**The records**

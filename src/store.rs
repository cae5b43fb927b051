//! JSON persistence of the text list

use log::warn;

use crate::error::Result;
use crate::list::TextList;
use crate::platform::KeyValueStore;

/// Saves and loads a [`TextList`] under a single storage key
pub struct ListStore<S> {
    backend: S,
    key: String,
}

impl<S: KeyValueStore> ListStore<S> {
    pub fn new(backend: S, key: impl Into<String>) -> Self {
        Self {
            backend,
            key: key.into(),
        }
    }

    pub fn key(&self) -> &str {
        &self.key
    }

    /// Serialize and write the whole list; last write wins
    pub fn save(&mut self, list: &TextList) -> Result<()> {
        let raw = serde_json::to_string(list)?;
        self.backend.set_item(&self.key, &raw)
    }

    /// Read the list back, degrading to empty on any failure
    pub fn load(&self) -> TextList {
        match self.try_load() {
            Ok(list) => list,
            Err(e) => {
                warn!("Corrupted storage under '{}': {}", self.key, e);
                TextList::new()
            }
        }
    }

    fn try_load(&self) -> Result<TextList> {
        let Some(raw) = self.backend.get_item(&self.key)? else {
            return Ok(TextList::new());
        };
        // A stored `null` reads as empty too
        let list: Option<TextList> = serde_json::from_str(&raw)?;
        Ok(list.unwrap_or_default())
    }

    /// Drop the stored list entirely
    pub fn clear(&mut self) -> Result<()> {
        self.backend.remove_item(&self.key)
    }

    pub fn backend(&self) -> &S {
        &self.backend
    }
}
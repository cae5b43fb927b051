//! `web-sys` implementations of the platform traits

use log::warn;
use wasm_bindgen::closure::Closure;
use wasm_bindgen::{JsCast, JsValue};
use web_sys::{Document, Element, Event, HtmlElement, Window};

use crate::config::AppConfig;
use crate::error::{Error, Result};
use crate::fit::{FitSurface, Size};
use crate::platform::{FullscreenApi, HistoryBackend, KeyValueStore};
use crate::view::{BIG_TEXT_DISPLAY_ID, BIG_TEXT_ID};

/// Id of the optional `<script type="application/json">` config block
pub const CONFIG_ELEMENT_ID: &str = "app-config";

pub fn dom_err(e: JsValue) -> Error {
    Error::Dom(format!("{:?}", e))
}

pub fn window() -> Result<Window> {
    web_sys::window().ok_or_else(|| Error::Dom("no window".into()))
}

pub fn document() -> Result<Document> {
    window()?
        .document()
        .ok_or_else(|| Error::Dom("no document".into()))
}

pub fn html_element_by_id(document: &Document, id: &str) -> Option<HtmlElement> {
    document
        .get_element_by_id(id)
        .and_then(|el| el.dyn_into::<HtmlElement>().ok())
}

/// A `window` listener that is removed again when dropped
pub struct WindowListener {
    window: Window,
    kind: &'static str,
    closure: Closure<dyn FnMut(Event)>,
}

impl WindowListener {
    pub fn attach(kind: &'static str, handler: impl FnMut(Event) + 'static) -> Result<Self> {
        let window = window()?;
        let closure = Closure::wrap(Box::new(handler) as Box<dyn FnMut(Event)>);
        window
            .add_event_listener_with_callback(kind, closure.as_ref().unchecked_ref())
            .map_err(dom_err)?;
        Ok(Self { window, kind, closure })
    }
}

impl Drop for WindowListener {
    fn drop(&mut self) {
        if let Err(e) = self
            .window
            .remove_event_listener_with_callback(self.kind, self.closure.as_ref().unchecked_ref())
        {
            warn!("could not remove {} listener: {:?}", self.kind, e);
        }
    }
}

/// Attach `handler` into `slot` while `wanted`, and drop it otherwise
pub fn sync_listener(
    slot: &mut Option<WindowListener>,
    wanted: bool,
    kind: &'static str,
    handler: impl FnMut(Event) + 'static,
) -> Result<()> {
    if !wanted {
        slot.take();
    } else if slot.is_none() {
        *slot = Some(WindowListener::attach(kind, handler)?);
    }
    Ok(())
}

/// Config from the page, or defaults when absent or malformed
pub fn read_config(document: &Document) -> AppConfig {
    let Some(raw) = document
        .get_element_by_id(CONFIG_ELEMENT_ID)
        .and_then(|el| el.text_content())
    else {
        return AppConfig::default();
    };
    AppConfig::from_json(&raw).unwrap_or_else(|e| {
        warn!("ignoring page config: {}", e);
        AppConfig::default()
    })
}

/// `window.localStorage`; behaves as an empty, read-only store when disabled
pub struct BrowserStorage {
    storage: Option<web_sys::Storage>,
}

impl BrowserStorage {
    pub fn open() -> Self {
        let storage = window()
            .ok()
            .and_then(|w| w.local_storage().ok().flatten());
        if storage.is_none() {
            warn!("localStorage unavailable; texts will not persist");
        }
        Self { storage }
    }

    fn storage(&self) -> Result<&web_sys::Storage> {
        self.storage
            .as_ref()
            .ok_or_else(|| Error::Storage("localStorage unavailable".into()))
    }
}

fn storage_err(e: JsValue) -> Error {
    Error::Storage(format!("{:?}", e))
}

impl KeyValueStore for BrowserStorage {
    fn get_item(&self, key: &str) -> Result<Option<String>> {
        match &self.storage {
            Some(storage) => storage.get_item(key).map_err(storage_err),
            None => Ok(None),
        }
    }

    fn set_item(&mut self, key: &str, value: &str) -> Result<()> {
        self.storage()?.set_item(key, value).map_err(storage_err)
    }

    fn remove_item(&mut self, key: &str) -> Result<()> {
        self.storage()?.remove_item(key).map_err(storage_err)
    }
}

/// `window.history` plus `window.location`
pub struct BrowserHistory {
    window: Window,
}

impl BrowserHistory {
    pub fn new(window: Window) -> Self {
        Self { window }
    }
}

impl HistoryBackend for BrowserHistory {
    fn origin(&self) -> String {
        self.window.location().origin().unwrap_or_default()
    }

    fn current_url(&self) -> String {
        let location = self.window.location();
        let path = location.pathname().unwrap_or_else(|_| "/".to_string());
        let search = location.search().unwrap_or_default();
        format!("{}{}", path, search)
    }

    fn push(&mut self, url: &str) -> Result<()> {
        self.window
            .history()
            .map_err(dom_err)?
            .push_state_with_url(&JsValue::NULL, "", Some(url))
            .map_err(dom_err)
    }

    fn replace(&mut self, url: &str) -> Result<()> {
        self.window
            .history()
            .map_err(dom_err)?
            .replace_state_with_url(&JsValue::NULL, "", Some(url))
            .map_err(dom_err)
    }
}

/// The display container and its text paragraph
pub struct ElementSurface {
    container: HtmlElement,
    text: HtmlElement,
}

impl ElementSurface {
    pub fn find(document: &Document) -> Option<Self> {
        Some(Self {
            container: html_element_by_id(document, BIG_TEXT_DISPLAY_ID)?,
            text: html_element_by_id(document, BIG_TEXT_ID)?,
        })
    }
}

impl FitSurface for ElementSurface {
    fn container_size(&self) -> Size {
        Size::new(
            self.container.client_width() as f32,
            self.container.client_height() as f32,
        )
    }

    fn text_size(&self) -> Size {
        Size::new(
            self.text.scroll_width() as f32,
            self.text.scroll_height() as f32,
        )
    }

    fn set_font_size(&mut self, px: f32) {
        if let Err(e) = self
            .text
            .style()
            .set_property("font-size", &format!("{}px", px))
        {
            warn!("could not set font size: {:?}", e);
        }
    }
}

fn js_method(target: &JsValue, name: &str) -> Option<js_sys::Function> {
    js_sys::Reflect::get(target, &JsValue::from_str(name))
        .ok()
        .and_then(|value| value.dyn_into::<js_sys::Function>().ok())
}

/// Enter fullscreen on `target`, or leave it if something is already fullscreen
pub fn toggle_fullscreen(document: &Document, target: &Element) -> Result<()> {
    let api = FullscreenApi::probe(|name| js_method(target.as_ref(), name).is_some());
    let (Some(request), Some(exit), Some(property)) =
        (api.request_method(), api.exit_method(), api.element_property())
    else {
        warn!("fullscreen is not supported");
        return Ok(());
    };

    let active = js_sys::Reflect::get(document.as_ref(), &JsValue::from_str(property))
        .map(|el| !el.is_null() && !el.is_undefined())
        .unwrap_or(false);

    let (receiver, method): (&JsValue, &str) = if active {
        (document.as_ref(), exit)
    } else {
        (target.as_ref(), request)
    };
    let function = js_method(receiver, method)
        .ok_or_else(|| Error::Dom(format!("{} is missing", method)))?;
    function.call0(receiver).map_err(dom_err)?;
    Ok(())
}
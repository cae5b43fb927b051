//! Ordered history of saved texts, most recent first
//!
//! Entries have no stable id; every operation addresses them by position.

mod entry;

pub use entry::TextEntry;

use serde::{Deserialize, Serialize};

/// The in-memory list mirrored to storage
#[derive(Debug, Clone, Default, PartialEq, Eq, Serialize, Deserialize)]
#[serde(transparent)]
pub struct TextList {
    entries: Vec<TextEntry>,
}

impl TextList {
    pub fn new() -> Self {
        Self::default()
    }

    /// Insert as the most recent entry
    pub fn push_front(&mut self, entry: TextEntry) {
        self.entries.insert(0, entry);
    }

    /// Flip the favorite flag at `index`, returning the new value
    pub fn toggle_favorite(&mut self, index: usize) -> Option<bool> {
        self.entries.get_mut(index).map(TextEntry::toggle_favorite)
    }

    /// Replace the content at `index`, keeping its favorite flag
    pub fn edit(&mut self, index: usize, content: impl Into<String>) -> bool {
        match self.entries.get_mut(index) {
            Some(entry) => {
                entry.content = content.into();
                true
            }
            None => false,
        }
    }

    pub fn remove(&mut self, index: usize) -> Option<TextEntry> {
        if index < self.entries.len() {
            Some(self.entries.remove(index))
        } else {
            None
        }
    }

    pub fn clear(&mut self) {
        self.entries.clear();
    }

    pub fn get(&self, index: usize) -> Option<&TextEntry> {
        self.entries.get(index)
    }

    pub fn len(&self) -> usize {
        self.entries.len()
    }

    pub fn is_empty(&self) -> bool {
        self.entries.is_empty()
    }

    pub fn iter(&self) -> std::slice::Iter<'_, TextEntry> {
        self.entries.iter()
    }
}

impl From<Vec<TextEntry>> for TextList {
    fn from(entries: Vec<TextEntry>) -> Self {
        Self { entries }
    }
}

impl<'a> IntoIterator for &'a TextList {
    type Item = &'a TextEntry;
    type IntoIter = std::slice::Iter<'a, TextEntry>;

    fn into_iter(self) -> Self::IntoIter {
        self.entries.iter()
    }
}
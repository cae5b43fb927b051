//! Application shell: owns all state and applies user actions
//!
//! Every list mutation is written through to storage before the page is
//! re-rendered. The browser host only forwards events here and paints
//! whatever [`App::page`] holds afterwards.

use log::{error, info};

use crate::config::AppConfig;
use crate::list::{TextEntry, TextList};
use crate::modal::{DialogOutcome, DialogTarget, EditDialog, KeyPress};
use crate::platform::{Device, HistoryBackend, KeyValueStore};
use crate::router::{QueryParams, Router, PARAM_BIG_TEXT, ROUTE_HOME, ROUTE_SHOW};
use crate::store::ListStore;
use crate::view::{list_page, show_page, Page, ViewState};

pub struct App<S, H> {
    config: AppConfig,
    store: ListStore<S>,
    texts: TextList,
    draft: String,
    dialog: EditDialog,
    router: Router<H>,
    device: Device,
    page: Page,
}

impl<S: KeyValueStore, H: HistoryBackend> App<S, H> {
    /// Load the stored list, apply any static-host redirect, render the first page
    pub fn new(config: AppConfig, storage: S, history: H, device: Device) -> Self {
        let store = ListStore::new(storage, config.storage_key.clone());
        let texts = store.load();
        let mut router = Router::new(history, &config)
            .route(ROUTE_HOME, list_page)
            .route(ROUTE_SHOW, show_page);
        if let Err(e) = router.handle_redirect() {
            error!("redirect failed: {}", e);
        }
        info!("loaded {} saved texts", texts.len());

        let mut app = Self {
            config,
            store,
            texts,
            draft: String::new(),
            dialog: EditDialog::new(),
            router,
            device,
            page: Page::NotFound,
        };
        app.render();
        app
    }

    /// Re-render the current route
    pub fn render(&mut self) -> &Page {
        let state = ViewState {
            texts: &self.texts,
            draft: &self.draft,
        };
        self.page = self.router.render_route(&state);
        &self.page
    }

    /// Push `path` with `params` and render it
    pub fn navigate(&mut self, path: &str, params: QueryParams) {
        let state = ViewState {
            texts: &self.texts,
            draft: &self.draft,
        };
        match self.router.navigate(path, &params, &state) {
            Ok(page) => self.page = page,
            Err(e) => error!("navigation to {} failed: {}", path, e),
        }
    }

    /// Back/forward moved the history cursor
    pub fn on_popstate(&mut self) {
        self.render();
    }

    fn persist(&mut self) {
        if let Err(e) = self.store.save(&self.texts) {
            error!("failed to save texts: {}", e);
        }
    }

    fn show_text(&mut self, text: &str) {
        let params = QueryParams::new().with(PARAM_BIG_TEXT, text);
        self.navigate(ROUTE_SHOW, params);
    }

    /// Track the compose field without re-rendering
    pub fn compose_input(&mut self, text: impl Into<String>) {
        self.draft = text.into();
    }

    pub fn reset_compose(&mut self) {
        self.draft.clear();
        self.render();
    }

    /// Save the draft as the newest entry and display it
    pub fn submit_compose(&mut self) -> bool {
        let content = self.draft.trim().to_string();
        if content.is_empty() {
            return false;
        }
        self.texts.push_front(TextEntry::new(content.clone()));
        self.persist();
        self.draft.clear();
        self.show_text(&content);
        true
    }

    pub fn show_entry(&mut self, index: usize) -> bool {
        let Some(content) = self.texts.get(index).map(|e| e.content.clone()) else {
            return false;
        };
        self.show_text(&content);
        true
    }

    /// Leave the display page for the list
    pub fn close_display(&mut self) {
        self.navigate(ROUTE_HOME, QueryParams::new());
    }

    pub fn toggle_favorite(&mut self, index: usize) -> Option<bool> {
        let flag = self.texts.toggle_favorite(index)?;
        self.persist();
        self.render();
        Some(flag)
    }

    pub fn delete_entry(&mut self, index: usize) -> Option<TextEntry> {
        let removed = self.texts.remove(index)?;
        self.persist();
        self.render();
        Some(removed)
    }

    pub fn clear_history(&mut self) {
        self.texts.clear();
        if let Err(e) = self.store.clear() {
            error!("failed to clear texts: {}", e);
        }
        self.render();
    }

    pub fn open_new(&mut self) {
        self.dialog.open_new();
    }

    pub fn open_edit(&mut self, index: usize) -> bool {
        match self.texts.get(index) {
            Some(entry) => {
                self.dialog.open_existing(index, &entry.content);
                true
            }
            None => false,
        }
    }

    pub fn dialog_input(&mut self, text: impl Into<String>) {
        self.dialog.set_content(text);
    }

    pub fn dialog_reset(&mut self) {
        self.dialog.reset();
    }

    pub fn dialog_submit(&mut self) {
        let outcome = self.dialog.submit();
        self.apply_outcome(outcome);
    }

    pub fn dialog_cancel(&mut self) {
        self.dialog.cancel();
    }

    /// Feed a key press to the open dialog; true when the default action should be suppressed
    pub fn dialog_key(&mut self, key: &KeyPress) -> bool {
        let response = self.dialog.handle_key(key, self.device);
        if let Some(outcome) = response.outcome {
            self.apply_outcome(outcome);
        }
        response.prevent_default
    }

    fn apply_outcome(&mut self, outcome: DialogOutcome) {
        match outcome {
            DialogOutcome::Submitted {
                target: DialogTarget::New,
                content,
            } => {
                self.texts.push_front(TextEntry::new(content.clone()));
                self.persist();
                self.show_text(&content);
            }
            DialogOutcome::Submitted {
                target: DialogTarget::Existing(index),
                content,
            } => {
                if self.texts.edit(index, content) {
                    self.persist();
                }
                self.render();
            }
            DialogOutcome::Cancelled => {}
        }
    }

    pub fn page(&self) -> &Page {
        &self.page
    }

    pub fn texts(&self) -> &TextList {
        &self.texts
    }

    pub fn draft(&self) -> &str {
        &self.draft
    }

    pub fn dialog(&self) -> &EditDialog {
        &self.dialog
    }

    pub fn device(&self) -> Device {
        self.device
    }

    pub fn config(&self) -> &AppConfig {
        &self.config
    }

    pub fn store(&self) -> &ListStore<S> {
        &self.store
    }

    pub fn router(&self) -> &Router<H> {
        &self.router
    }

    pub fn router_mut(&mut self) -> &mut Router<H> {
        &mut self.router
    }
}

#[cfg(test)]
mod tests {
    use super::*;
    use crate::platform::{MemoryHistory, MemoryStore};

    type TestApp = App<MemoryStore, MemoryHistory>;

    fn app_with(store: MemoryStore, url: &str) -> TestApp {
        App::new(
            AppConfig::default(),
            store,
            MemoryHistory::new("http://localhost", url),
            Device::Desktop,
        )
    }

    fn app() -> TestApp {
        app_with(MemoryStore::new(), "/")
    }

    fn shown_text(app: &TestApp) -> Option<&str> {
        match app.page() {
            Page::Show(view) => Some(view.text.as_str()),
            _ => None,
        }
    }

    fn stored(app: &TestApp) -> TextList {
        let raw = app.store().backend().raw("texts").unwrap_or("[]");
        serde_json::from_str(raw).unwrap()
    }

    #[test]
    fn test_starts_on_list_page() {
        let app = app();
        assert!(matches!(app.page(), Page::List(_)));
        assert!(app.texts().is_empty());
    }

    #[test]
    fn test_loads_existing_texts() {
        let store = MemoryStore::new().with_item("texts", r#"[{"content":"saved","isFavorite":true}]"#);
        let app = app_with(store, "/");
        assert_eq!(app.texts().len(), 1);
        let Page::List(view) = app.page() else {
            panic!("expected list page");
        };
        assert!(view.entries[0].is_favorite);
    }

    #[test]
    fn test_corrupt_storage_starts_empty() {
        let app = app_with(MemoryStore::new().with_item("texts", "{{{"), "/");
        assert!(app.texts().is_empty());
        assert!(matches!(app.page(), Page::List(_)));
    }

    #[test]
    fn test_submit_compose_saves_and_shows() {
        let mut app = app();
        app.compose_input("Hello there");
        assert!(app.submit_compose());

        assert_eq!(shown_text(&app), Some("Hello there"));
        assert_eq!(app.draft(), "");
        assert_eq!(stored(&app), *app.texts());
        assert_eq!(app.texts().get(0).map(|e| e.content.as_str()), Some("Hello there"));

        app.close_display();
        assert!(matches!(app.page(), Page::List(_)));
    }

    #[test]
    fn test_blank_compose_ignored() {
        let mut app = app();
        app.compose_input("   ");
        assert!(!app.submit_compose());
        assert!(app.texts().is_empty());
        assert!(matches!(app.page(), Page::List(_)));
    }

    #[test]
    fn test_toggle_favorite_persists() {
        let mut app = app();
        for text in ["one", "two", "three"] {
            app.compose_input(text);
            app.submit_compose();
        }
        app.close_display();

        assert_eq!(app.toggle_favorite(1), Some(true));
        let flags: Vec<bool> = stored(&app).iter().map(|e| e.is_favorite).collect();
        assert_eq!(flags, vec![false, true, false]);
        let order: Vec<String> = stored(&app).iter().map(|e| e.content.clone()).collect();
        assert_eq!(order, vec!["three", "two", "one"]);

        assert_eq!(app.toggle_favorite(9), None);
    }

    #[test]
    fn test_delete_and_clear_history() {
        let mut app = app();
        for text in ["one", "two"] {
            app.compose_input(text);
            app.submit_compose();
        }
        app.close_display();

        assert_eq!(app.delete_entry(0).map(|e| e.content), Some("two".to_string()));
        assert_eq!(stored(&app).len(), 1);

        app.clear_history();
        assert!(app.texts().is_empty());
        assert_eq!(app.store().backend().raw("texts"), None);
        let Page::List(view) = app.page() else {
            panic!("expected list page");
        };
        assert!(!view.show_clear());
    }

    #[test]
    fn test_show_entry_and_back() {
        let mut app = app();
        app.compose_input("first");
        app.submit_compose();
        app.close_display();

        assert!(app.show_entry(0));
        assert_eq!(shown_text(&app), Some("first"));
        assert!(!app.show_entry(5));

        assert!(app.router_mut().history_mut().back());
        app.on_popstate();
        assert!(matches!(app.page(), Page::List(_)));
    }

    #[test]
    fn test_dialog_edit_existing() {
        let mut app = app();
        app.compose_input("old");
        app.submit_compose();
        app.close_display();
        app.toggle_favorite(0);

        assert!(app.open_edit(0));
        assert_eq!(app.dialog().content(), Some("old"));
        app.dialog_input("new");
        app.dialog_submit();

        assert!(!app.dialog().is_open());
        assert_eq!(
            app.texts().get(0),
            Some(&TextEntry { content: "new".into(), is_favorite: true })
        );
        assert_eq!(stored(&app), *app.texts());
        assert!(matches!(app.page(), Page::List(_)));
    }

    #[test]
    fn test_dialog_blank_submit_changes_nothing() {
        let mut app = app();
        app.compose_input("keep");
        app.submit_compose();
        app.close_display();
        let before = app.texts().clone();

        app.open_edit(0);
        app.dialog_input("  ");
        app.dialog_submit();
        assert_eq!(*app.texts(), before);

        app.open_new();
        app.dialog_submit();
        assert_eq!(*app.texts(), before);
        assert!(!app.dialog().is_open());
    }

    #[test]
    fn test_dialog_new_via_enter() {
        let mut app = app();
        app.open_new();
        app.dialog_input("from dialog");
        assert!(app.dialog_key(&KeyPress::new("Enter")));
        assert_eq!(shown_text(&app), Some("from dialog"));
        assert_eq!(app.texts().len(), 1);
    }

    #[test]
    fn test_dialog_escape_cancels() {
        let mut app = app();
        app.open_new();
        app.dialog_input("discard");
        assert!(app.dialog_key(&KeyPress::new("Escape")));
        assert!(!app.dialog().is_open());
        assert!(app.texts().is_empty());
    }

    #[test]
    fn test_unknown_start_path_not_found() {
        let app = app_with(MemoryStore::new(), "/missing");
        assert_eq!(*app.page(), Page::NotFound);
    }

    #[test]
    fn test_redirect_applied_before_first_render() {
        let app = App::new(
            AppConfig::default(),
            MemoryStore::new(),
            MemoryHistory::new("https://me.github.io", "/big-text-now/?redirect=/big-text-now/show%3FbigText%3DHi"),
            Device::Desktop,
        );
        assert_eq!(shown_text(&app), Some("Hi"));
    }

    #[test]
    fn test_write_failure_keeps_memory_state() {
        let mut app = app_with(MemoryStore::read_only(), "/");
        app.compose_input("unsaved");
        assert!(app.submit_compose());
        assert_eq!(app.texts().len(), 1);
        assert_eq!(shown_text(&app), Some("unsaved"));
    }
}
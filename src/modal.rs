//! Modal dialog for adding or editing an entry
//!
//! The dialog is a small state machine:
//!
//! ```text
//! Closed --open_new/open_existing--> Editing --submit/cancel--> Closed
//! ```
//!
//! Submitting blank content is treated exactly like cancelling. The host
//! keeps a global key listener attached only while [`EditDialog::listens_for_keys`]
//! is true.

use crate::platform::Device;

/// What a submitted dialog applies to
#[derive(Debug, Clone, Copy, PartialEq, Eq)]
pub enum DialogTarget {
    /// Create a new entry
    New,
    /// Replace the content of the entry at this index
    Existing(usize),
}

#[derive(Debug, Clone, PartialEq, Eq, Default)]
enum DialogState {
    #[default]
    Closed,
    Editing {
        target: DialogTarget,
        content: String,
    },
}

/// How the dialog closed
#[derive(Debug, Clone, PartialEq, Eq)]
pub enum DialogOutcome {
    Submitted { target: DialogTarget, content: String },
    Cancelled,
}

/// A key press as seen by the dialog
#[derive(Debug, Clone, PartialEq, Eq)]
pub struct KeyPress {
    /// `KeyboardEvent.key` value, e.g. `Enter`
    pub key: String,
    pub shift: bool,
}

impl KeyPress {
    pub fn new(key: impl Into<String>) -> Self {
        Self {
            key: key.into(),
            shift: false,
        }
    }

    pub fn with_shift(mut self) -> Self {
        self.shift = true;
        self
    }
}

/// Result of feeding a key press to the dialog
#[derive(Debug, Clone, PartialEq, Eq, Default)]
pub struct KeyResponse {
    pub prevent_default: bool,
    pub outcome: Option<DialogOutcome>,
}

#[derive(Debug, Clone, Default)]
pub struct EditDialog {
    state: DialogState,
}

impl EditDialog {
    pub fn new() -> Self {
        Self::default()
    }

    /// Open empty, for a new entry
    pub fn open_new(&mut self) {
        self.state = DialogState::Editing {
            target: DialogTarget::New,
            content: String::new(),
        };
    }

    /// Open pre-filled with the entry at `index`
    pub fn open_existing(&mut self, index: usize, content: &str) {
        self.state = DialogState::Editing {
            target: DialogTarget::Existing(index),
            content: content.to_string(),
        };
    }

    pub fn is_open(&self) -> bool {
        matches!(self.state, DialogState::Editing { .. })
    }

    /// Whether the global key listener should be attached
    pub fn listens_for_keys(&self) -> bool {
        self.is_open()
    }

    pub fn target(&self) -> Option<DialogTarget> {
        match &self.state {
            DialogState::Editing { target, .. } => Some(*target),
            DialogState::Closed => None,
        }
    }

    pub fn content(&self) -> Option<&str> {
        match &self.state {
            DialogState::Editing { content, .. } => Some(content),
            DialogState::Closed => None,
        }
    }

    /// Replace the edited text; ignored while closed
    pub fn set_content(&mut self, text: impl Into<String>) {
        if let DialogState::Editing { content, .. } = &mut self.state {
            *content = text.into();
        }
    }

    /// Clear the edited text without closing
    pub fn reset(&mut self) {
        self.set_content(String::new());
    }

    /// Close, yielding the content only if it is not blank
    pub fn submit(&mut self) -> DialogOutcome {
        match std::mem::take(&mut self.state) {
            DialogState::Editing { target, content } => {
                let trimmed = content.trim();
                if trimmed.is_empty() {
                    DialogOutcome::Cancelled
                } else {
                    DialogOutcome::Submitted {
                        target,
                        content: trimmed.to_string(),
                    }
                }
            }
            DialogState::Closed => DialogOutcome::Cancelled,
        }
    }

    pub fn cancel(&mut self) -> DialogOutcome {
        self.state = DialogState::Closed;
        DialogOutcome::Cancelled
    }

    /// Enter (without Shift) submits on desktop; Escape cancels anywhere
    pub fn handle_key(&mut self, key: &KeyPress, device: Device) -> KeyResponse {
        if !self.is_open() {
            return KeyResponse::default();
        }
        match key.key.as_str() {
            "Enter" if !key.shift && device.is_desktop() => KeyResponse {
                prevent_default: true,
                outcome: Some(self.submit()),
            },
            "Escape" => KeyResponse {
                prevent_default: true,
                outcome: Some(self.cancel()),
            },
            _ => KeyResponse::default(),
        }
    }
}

**Work task**
Transcribe the lines above between the line holding "pub fn reset_compose(&mut" and the line holding "pub fn dialog_submit(&mut", inclusive, exactly as they stand and with nothing added.

**Solution for this task**
    pub fn reset_compose(&mut self) {
        self.draft.clear();
        self.render();
    }

    /// Save the draft as the newest entry and display it
    pub fn submit_compose(&mut self) -> bool {
        let content = self.draft.trim().to_string();
        if content.is_empty() {
            return false;
        }
        self.texts.push_front(TextEntry::new(content.clone()));
        self.persist();
        self.draft.clear();
        self.show_text(&content);
        true
    }

    pub fn show_entry(&mut self, index: usize) -> bool {
        let Some(content) = self.texts.get(index).map(|e| e.content.clone()) else {
            return false;
        };
        self.show_text(&content);
        true
    }

    /// Leave the display page for the list
    pub fn close_display(&mut self) {
        self.navigate(ROUTE_HOME, QueryParams::new());
    }

    pub fn toggle_favorite(&mut self, index: usize) -> Option<bool> {
        let flag = self.texts.toggle_favorite(index)?;
        self.persist();
        self.render();
        Some(flag)
    }

    pub fn delete_entry(&mut self, index: usize) -> Option<TextEntry> {
        let removed = self.texts.remove(index)?;
        self.persist();
        self.render();
        Some(removed)
    }

    pub fn clear_history(&mut self) {
        self.texts.clear();
        if let Err(e) = self.store.clear() {
            error!("failed to clear texts: {}", e);
        }
        self.render();
    }

    pub fn open_new(&mut self) {
        self.dialog.open_new();
    }

    pub fn open_edit(&mut self, index: usize) -> bool {
        match self.texts.get(index) {
            Some(entry) => {
                self.dialog.open_existing(index, &entry.content);
                true
            }
            None => false,
        }
    }

    pub fn dialog_input(&mut self, text: impl Into<String>) {
        self.dialog.set_content(text);
    }

    pub fn dialog_reset(&mut self) {
        self.dialog.reset();
    }

    pub fn dialog_submit(&mut self) {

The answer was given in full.